━━━━━ Data shown

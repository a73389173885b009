use std::collections::BTreeSet;

use crate::engine::{self, TraceRequest};
use crate::error::ReconError;
use crate::model::{Dataset, LeadSheetId, NormalizedDataset, TraceReport};
use crate::resolve::{suggest_mapping, SuggestedMapping, DEFAULT_CUTOFF};
use crate::schema::{normalize, ColumnMapping};

/// Working state of one interactive trace: the most recently loaded ledger,
/// the column suggestion for it, and the normalized ledger once confirmed.
///
/// Loading a new ledger discards everything derived from the previous one.
#[derive(Debug, Default)]
pub struct TraceSession {
    dataset: Option<Dataset>,
    suggestion: Option<SuggestedMapping>,
    ledger: Option<NormalizedDataset>,
}

impl TraceSession {
    pub fn new() -> Self {
        Self::default()
    }

    /// Replace the working ledger.
    pub fn load(&mut self, dataset: Dataset) {
        log::debug!(
            "session: loaded ledger with {} rows, {} columns",
            dataset.len(),
            dataset.headers().len()
        );
        self.dataset = Some(dataset);
        self.suggestion = None;
        self.ledger = None;
    }

    pub fn dataset(&self) -> Option<&Dataset> {
        self.dataset.as_ref()
    }

    /// Suggest a mapping for the loaded ledger and keep it for review.
    pub fn suggest(&mut self, cutoff: f64) -> Result<&SuggestedMapping, ReconError> {
        let dataset = self.loaded()?;
        let suggestion = suggest_mapping(dataset.headers(), cutoff);
        Ok(&*self.suggestion.insert(suggestion))
    }

    /// Suggestion at the default cutoff.
    pub fn suggest_default(&mut self) -> Result<&SuggestedMapping, ReconError> {
        self.suggest(DEFAULT_CUTOFF)
    }

    pub fn suggestion(&self) -> Option<&SuggestedMapping> {
        self.suggestion.as_ref()
    }

    /// Distinct integer lead sheet numbers found in a raw column, ascending.
    /// Blank and non-integral cells are dropped.
    pub fn lead_sheets(&self, label: &str) -> Result<Vec<LeadSheetId>, ReconError> {
        let dataset = self.loaded()?;
        let column = dataset.column(label).ok_or_else(|| ReconError::MissingColumn {
            column: label.to_string(),
        })?;
        let leads: BTreeSet<LeadSheetId> = column.filter_map(LeadSheetId::from_cell).collect();
        Ok(leads.into_iter().collect())
    }

    /// Apply a confirmed mapping and keep the normalized ledger.
    pub fn confirm(&mut self, mapping: &ColumnMapping) -> Result<&NormalizedDataset, ReconError> {
        let ledger = normalize(self.loaded()?, mapping)?;
        Ok(&*self.ledger.insert(ledger))
    }

    pub fn ledger(&self) -> Option<&NormalizedDataset> {
        self.ledger.as_ref()
    }

    pub fn run(&self, request: &TraceRequest) -> Result<TraceReport, ReconError> {
        let ledger = self
            .ledger
            .as_ref()
            .ok_or_else(|| ReconError::Schema("column mapping has not been confirmed".into()))?;
        engine::run(ledger, request)
    }

    fn loaded(&self) -> Result<&Dataset, ReconError> {
        self.dataset
            .as_ref()
            .ok_or_else(|| ReconError::Schema("no ledger loaded".into()))
    }
}
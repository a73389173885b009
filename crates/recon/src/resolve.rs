//! Fuzzy column resolution: guess which spreadsheet header holds each
//! required column. The result is a suggestion for a human to confirm; it is
//! never applied to a dataset directly.

use serde::Serialize;

use crate::error::ReconError;
use crate::model::RequiredColumn;
use crate::schema::ColumnMapping;

/// Minimum similarity for a label to be pre-selected.
pub const DEFAULT_CUTOFF: f64 = 0.5;

/// Best guess for one required column.
#[derive(Debug, Clone, PartialEq, Serialize)]
pub struct Suggestion {
    pub column: RequiredColumn,
    /// Pre-selected label, if any candidate reached the cutoff.
    pub label: Option<String>,
    /// Score of `label`, or of the closest rejected candidate when unresolved.
    pub score: f64,
    /// Set when a user replaced the guess.
    pub overridden: bool,
}

/// Per-column suggestions in canonical column order.
#[derive(Debug, Clone, PartialEq, Serialize)]
pub struct SuggestedMapping {
    entries: Vec<Suggestion>,
}

impl SuggestedMapping {
    pub fn entries(&self) -> &[Suggestion] {
        &self.entries
    }

    pub fn get(&self, column: RequiredColumn) -> Option<&str> {
        self.entry(column).and_then(|e| e.label.as_deref())
    }

    fn entry(&self, column: RequiredColumn) -> Option<&Suggestion> {
        self.entries.iter().find(|e| e.column == column)
    }

    /// Replace (or clear) the label chosen for one column.
    pub fn set(&mut self, column: RequiredColumn, label: Option<String>) {
        if let Some(e) = self.entries.iter_mut().find(|e| e.column == column) {
            e.label = label;
            e.overridden = true;
        }
    }

    pub fn unresolved(&self) -> Vec<RequiredColumn> {
        self.entries
            .iter()
            .filter(|e| e.label.is_none())
            .map(|e| e.column)
            .collect()
    }

    pub fn is_complete(&self) -> bool {
        self.entries.iter().all(|e| e.label.is_some())
    }

    /// Turn a confirmed suggestion into a final mapping. Fails closed when
    /// any column is still unresolved.
    pub fn finalize(&self) -> Result<ColumnMapping, ReconError> {
        let missing = self.unresolved();
        if !missing.is_empty() {
            let names: Vec<&str> = missing.iter().map(|c| c.as_str()).collect();
            return Err(ReconError::Schema(format!(
                "no column selected for: {}",
                names.join(", ")
            )));
        }
        Ok(ColumnMapping::from_pairs(
            self.entries
                .iter()
                .filter_map(|e| e.label.clone().map(|l| (e.column, l))),
        ))
    }
}

/// Suggest a label for every required column. Candidates scoring at or above
/// `cutoff` are eligible; the highest wins, ties going to the earlier label.
pub fn suggest_mapping(labels: &[String], cutoff: f64) -> SuggestedMapping {
    let entries = RequiredColumn::ALL
        .into_iter()
        .map(|column| {
            let mut best: Option<(&String, f64)> = None;
            let mut closest = 0.0_f64;

            for label in labels {
                let score = similarity(column.as_str(), label);
                closest = closest.max(score);
                if score >= cutoff && best.map_or(true, |(_, s)| score > s) {
                    best = Some((label, score));
                }
            }

            match best {
                Some((label, score)) => Suggestion {
                    column,
                    label: Some(label.clone()),
                    score,
                    overridden: false,
                },
                None => Suggestion {
                    column,
                    label: None,
                    score: closest,
                    overridden: false,
                },
            }
        })
        .collect();

    let mapping = SuggestedMapping { entries };
    log::debug!(
        "suggested mapping for {} labels: {} of {} columns resolved",
        labels.len(),
        RequiredColumn::ALL.len() - mapping.unresolved().len(),
        RequiredColumn::ALL.len()
    );
    mapping
}

/// Sequence-matching ratio in `0.0..=1.0`: twice the number of characters in
/// matching blocks over the combined length. Comparison ignores case and outer
/// whitespace and treats `_` / `-` as spaces. Folding case is deliberate:
/// exported headers such as `Acct Code` score too low against `ACCOUNT CODE`
/// when compared case-sensitively.
pub fn similarity(a: &str, b: &str) -> f64 {
    let a: Vec<char> = fold(a).chars().collect();
    let b: Vec<char> = fold(b).chars().collect();
    let total = a.len() + b.len();
    if total == 0 {
        return 1.0;
    }
    2.0 * matching_chars(&a, &b) as f64 / total as f64
}

fn fold(s: &str) -> String {
    let spaced: String = s
        .chars()
        .map(|c| if c == '_' || c == '-' { ' ' } else { c })
        .flat_map(char::to_uppercase)
        .collect();
    spaced.split_whitespace().collect::<Vec<_>>().join(" ")
}

/// Total length of the matching blocks found by repeatedly taking the longest
/// common run and recursing on both sides of it.
fn matching_chars(a: &[char], b: &[char]) -> usize {
    let mut total = 0;
    let mut stack = vec![(0, a.len(), 0, b.len())];

    while let Some((alo, ahi, blo, bhi)) = stack.pop() {
        let (i, j, k) = longest_match(a, b, alo, ahi, blo, bhi);
        if k == 0 {
            continue;
        }
        total += k;
        if alo < i && blo < j {
            stack.push((alo, i, blo, j));
        }
        if i + k < ahi && j + k < bhi {
            stack.push((i + k, ahi, j + k, bhi));
        }
    }

    total
}

/// Longest common run in `a[alo..ahi]` and `b[blo..bhi]`; earliest in `a`,
/// then earliest in `b`, on ties.
fn longest_match(
    a: &[char],
    b: &[char],
    alo: usize,
    ahi: usize,
    blo: usize,
    bhi: usize,
) -> (usize, usize, usize) {
    let width = bhi - blo + 1;
    let mut best = (alo, blo, 0);
    let mut prev = vec![0usize; width];

    for i in alo..ahi {
        let mut cur = vec![0usize; width];
        for j in blo..bhi {
            if a[i] == b[j] {
                let k = prev[j - blo] + 1;
                cur[j - blo + 1] = k;
                if k > best.2 {
                    best = (i + 1 - k, j + 1 - k, k);
                }
            }
        }
        prev = cur;
    }

    best
}
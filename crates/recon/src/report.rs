//! Tabular rendering of a trace report, one named table per worksheet.

use serde::Serialize;

use crate::model::{DirectionReport, TraceReport, TransactionKey};

pub const EXISTENCE_FOUND: &str = "Existence-Found";
pub const EXISTENCE_NOT_FOUND: &str = "Existence-Not-Found";
pub const COMPLETENESS_FOUND: &str = "Completeness-Found";
pub const COMPLETENESS_NOT_FOUND: &str = "Completeness-Not-Found";
pub const EXISTENCE_ORPHANED: &str = "Existence-Orphaned";
pub const COMPLETENESS_ORPHANED: &str = "Completeness-Orphaned";

#[derive(Debug, Clone, PartialEq, Serialize)]
#[serde(untagged)]
pub enum TableCell {
    Text(String),
    Integer(i64),
    /// Minor units; writers render two decimals.
    Amount(i64),
}

impl TableCell {
    /// Transaction numbers export as numbers only when the number prints
    /// back to the same text; `007` or `+7` stay text.
    fn key(key: &TransactionKey) -> Self {
        match key.as_str().parse::<i64>() {
            Ok(n) if n.to_string() == key.as_str() => Self::Integer(n),
            _ => Self::Text(key.to_string()),
        }
    }

    fn count(n: usize) -> Self {
        Self::Integer(i64::try_from(n).unwrap_or(i64::MAX))
    }

    /// Plain text form, as written to CSV.
    pub fn render(&self) -> String {
        match self {
            Self::Text(s) => s.clone(),
            Self::Integer(n) => n.to_string(),
            Self::Amount(c) => crate::model::format_cents(*c),
        }
    }
}

#[derive(Debug, Clone, PartialEq, Serialize)]
pub struct ReportTable {
    pub name: String,
    pub headers: Vec<String>,
    pub rows: Vec<Vec<TableCell>>,
}

impl ReportTable {
    fn new(name: &str, headers: &[&str]) -> Self {
        Self {
            name: name.to_string(),
            headers: headers.iter().map(|h| h.to_string()).collect(),
            rows: Vec::new(),
        }
    }
}

impl TraceReport {
    /// Export tables in workbook order. Orphaned tables follow the four
    /// standard ones when `include_orphans` is set.
    pub fn tables(&self, include_orphans: bool) -> Vec<ReportTable> {
        let mut tables = vec![
            found_table(EXISTENCE_FOUND, &self.existence),
            not_found_table(EXISTENCE_NOT_FOUND, &self.existence),
            found_table(COMPLETENESS_FOUND, &self.completeness),
            not_found_table(COMPLETENESS_NOT_FOUND, &self.completeness),
        ];
        if include_orphans {
            tables.push(orphaned_table(EXISTENCE_ORPHANED, &self.existence));
            tables.push(orphaned_table(COMPLETENESS_ORPHANED, &self.completeness));
        }
        tables
    }
}

fn found_table(name: &str, report: &DirectionReport) -> ReportTable {
    let sum_header = format!("AMOUNT_CL_SUM_{}", report.target);
    let recs_header = format!("NO_OF_RECS_{}", report.target);
    let mut table = ReportTable::new(
        name,
        &[
            "TRANSACTION NUMBER",
            "DOCUMENT NUMBER",
            "AMOUNT",
            sum_header.as_str(),
            recs_header.as_str(),
            "DIFFERENCE",
        ],
    );
    // DOCUMENT NUMBER carries the source record count.
    table.rows = report
        .matches
        .iter()
        .map(|m| {
            vec![
                TableCell::key(&m.transaction_number),
                TableCell::count(m.record_count),
                TableCell::Amount(m.amount_cents),
                TableCell::Amount(m.target_amount_cents),
                TableCell::count(m.target_count),
                TableCell::Amount(m.difference_cents),
            ]
        })
        .collect();
    table
}

fn not_found_table(name: &str, report: &DirectionReport) -> ReportTable {
    let mut table = ReportTable::new(
        name,
        &["LEAD SHEET NUMBER", "ACCOUNT NAME", "NUMBER_OF_RECORDS", "AMOUNT"],
    );
    table.rows = report
        .residual
        .iter()
        .map(|r| {
            vec![
                r.lead_sheet
                    .map(|l| TableCell::Integer(l.0))
                    .unwrap_or_else(|| TableCell::Text(String::new())),
                TableCell::Text(r.account_name.clone()),
                TableCell::count(r.record_count),
                TableCell::Amount(r.amount_cents),
            ]
        })
        .collect();
    table
}

fn orphaned_table(name: &str, report: &DirectionReport) -> ReportTable {
    let mut table = ReportTable::new(name, &["TRANSACTION NUMBER", "NUMBER_OF_RECORDS", "AMOUNT"]);
    table.rows = report
        .orphaned
        .iter()
        .map(|o| {
            vec![
                TableCell::key(&o.transaction_number),
                TableCell::count(o.record_count),
                TableCell::Amount(o.amount_cents),
            ]
        })
        .collect();
    table
}
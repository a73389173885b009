//! `ltrace trace` / `ltrace validate`: config-driven lead sheet tracing.

use std::path::{Path, PathBuf};

use leadtrace_recon::model::DirectionReport;
use leadtrace_recon::{JobConfig, TraceReport};

use crate::columns::load_session;
use crate::exit_codes::{EXIT_ERROR, EXIT_INVALID_CONFIG, EXIT_READ, EXIT_TRACE_EXCEPTIONS, EXIT_WRITE};
use crate::util::format_amount;
use crate::CliError;

pub struct TraceArgs {
    pub config: PathBuf,
    pub json: bool,
    pub output: Option<PathBuf>,
    pub csv_dir: Option<PathBuf>,
    pub fail_on_exceptions: bool,
}

fn load_config(config_path: &Path) -> Result<JobConfig, CliError> {
    let config_str = std::fs::read_to_string(config_path)
        .map_err(|e| CliError::new(EXIT_READ, format!("cannot read config: {e}")))?;
    JobConfig::from_toml(&config_str).map_err(|e| CliError::new(EXIT_INVALID_CONFIG, e.to_string()))
}

/// Paths in the config resolve against the config file's directory.
fn base_dir(config_path: &Path) -> &Path {
    config_path.parent().unwrap_or_else(|| Path::new("."))
}

pub fn cmd_trace(args: TraceArgs) -> Result<(), CliError> {
    let config = load_config(&args.config)?;
    let base = base_dir(&args.config);
    let ledger_path = base.join(&config.input);

    tracing::info!(config = %args.config.display(), ledger = %ledger_path.display(), "starting trace");

    let mut session = load_session(&ledger_path, config.sheet.as_deref())?;
    session.confirm(&config.mapping()).map_err(|e| {
        CliError::from(e).with_hint(format!(
            "run `ltrace columns {}` to see suggested labels",
            ledger_path.display()
        ))
    })?;
    let report = session.run(&config.request()).map_err(|e| {
        let hint = format!(
            "run `ltrace leads {} --lead-column {:?}` to list lead sheets",
            ledger_path.display(),
            config.columns.get("lead_sheet_number").map(String::as_str).unwrap_or_default()
        );
        CliError::from(e).with_hint(hint)
    })?;

    let tables = report.tables(config.output.include_orphans);

    let xlsx_path = args.output.unwrap_or_else(|| base.join(&config.output.xlsx));
    leadtrace_io::write_report_xlsx(&tables, &xlsx_path)
        .map_err(|e| CliError::new(EXIT_WRITE, format!("cannot write workbook: {e}")))?;

    let csv_dir = args
        .csv_dir
        .or_else(|| config.output.csv_dir.as_ref().map(|d| base.join(d)));
    if let Some(dir) = &csv_dir {
        leadtrace_io::write_report_csv(&tables, dir)
            .map_err(|e| CliError::new(EXIT_WRITE, format!("cannot write CSV tables: {e}")))?;
    }

    if let Some(json_file) = &config.output.json {
        let path = base.join(json_file);
        leadtrace_io::write_json(&report, &path)
            .map_err(|e| CliError::new(EXIT_WRITE, format!("cannot write JSON: {e}")))?;
        eprintln!("wrote {}", path.display());
    }

    if args.json {
        let json_str = serde_json::to_string_pretty(&report)
            .map_err(|e| CliError::new(EXIT_ERROR, format!("JSON serialization error: {e}")))?;
        println!("{json_str}");
    }

    // Human summary to stderr
    print_summary(&report);
    eprintln!("wrote {}", xlsx_path.display());
    if let Some(dir) = &csv_dir {
        eprintln!("wrote {} tables to {}", tables.len(), dir.display());
    }

    if args.fail_on_exceptions && !report.is_clean() {
        let exceptions = report.existence.summary.not_found
            + report.existence.summary.found_with_difference
            + report.completeness.summary.not_found
            + report.completeness.summary.found_with_difference;
        return Err(CliError::new(
            EXIT_TRACE_EXCEPTIONS,
            format!("{exceptions} exception(s) found"),
        ));
    }

    Ok(())
}

fn print_summary(report: &TraceReport) {
    let meta = &report.meta;
    eprintln!(
        "trace '{}': lead sheet {} vs {}, {} ledger rows",
        meta.name, report.existence.source, report.existence.target, meta.ledger_rows
    );
    if meta.normalize.blank_rows_skipped > 0 || meta.normalize.rows_without_lead > 0 {
        eprintln!(
            "  {} blank row(s) skipped, {} row(s) without a lead sheet",
            meta.normalize.blank_rows_skipped, meta.normalize.rows_without_lead
        );
    }
    print_direction(&report.existence);
    print_direction(&report.completeness);
}

fn print_direction(d: &DirectionReport) {
    let s = &d.summary;
    eprintln!(
        "  {:<12} {} -> {}: {} transactions ({}), {} found, {} with difference, {} not found ({}), {} orphaned",
        d.direction.label().to_lowercase(),
        d.source,
        d.target,
        s.transactions,
        format_amount(s.source_amount_cents),
        s.found,
        s.found_with_difference,
        s.not_found,
        format_amount(s.not_found_amount_cents),
        s.orphaned,
    );
}

pub fn cmd_validate(config_path: PathBuf) -> Result<(), CliError> {
    let config = load_config(&config_path)?;
    let ledger_path = base_dir(&config_path).join(&config.input);

    // The ledger is optional at validate time; check the mapping only when it is there.
    if !ledger_path.exists() {
        eprintln!(
            "valid: trace '{}' (lead sheet {} vs {}); ledger {} not found, mapping not checked",
            config.name,
            config.leads.source,
            config.leads.target,
            ledger_path.display()
        );
        return Ok(());
    }

    let mut session = load_session(&ledger_path, config.sheet.as_deref())?;
    let mapping = config.mapping();
    if let Ok(suggestion) = session.suggest(config.resolver.cutoff) {
        for (column, label) in mapping.iter() {
            if suggestion.get(column) != Some(label) {
                tracing::info!(
                    column = column.as_str(),
                    configured = label,
                    suggested = suggestion.get(column).unwrap_or("-"),
                    "configured label differs from suggestion"
                );
            }
        }
    }
    let ledger = session.confirm(&mapping)?;
    let rows = ledger.len();
    for lead in [config.leads.source, config.leads.target] {
        if !ledger.contains_lead(lead) {
            return Err(CliError::from(leadtrace_recon::ReconError::EmptyLeadSheet { lead: lead.0 }));
        }
    }

    eprintln!(
        "valid: trace '{}' (lead sheet {} vs {}) over {} ledger rows",
        config.name, config.leads.source, config.leads.target, rows
    );
    Ok(())
}
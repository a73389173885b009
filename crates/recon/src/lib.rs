//! `leadtrace-recon`: Lead sheet transaction tracing engine.
//!
//! Pure engine crate: receives a ledger already read into a `Dataset`,
//! resolves its columns, and traces transactions between two lead sheets in
//! both directions (existence and completeness). No CLI or IO dependencies.

pub mod aggregate;
pub mod config;
pub mod engine;
pub mod error;
pub mod matcher;
pub mod model;
pub mod report;
pub mod residual;
pub mod resolve;
pub mod schema;
pub mod session;
pub mod summary;

pub use config::JobConfig;
pub use engine::{run, trace, TraceRequest};
pub use error::ReconError;
pub use model::{CellValue, Dataset, LeadSheetId, NormalizedDataset, RequiredColumn, TraceReport};
pub use report::{ReportTable, TableCell};
pub use resolve::{suggest_mapping, SuggestedMapping};
pub use schema::{normalize, ColumnMapping};
pub use session::TraceSession;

━━━━━━━━━━

Directions - Go through the material above and report each line containing "spaced".

Response area -
    let spaced: String = s
    spaced.split_whitespace().collect::<Vec<_>>().join(" ")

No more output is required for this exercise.